Your objective →
Go over the data and keep only the lines that include "filename".

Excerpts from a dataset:
[Start of section]
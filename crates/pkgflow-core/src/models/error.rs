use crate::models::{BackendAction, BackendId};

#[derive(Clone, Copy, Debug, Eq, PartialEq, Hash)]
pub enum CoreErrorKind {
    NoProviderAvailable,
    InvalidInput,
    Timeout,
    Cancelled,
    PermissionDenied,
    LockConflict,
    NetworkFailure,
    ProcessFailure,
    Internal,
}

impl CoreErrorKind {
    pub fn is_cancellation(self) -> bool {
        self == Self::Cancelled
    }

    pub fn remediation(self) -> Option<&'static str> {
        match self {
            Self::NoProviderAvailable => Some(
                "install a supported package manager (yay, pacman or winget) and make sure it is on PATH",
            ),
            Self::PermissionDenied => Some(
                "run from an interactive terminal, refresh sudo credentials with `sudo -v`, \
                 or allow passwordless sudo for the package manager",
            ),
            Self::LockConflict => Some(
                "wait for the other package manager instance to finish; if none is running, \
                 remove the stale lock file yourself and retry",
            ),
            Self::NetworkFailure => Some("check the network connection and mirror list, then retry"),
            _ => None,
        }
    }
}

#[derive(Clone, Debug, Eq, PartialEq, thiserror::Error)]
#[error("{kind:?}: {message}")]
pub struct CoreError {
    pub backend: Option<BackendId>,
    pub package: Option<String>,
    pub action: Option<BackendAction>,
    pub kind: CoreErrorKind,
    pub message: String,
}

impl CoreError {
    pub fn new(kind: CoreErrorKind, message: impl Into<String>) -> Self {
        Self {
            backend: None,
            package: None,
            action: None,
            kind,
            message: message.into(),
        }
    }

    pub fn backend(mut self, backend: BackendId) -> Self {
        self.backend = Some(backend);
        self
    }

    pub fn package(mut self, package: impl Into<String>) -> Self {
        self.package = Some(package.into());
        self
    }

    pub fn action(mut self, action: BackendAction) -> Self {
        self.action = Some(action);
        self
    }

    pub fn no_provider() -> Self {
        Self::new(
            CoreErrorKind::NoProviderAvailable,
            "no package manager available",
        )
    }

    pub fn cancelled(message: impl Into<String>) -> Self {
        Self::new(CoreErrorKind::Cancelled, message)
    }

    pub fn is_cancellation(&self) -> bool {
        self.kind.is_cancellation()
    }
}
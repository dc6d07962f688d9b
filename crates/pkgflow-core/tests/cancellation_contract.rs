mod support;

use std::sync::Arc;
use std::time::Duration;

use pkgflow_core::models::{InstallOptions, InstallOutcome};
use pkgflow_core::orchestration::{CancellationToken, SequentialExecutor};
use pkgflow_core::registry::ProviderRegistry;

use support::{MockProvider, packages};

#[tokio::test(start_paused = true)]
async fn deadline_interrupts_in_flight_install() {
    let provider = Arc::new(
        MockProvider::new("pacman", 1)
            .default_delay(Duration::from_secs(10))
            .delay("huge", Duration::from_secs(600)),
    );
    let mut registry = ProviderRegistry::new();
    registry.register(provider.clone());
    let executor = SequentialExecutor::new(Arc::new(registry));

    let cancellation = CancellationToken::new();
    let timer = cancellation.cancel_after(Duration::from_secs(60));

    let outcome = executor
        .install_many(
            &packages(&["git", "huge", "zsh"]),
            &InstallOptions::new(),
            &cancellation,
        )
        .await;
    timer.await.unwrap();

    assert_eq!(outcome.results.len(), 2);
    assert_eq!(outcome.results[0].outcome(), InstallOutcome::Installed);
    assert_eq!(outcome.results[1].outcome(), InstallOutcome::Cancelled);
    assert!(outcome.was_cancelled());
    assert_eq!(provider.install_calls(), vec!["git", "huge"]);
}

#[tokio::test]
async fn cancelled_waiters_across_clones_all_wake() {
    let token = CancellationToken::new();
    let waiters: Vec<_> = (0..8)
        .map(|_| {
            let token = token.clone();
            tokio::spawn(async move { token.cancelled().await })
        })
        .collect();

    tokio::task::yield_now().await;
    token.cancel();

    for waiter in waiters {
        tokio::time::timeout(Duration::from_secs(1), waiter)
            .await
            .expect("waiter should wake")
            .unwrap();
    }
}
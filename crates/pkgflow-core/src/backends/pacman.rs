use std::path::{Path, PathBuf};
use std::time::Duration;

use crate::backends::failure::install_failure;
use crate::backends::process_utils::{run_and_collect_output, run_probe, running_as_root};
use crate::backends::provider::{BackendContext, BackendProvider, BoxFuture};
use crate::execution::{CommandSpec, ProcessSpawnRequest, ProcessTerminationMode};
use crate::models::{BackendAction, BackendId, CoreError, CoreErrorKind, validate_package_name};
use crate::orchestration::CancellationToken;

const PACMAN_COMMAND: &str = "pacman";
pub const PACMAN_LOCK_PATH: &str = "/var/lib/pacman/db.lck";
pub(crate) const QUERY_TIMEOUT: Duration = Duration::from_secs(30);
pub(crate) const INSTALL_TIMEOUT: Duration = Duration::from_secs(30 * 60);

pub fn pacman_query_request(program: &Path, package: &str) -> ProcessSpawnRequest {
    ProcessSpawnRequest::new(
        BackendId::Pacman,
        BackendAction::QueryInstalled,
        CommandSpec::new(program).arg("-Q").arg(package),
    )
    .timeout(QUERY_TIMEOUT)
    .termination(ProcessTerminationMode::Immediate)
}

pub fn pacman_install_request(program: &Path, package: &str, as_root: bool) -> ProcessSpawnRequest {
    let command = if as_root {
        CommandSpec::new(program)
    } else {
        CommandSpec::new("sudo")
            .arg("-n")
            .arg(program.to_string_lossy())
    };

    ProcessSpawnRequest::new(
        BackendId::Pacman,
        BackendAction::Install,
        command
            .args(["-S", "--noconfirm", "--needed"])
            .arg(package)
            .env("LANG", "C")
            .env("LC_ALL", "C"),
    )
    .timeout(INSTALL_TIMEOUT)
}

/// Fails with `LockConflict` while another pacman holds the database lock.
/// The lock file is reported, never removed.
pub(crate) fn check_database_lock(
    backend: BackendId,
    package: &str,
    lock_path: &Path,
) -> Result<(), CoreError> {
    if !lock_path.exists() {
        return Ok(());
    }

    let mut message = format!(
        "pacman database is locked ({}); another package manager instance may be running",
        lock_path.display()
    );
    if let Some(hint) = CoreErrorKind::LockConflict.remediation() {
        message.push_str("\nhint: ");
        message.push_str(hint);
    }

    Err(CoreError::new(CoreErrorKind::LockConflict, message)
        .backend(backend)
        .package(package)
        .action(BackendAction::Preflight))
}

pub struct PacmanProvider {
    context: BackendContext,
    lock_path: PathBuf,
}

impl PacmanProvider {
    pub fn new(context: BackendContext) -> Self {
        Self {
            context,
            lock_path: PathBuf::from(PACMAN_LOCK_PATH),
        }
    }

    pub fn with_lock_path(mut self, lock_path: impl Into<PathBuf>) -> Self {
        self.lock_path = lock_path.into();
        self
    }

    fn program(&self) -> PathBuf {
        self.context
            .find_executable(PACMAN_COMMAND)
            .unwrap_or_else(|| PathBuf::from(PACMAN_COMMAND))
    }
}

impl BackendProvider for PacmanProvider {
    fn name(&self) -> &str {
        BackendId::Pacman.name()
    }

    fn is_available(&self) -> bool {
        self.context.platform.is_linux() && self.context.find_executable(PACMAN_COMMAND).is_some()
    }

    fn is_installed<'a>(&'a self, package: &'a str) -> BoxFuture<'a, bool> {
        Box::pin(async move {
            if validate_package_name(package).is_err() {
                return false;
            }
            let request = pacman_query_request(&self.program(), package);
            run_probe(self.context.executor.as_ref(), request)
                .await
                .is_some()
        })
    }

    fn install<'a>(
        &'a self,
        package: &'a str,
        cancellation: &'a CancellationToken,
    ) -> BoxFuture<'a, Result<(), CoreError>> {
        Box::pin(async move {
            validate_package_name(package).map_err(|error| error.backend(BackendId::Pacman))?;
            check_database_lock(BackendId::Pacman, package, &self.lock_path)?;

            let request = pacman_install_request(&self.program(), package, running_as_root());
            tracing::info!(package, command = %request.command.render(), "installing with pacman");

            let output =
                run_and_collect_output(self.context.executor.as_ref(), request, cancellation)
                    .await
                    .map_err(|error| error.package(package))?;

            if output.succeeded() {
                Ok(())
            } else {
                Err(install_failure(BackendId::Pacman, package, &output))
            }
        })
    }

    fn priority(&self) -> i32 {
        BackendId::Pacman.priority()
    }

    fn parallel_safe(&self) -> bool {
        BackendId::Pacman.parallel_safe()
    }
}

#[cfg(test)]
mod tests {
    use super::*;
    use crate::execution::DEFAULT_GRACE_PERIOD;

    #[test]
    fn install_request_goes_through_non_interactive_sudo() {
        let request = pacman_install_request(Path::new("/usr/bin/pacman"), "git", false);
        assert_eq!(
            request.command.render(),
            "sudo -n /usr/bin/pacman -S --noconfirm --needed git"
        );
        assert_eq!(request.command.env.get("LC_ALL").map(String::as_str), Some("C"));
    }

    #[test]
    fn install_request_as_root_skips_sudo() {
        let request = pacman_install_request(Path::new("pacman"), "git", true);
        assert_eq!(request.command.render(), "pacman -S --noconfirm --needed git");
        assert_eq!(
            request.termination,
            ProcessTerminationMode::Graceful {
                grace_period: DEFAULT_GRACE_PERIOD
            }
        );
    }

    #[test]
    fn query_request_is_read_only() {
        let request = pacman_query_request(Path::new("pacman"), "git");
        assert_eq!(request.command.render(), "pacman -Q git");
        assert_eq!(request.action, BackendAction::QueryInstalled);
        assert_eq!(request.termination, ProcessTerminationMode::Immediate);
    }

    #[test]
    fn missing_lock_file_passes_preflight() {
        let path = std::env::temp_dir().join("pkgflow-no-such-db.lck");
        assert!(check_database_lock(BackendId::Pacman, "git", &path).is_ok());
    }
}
[End of section]
Written answer →
filename crates/pkgflow-core/src/models/error.rs
filename crates/pkgflow-core/tests/cancellation_contract.rs
filename crates/pkgflow-core/src/backends/pacman.rs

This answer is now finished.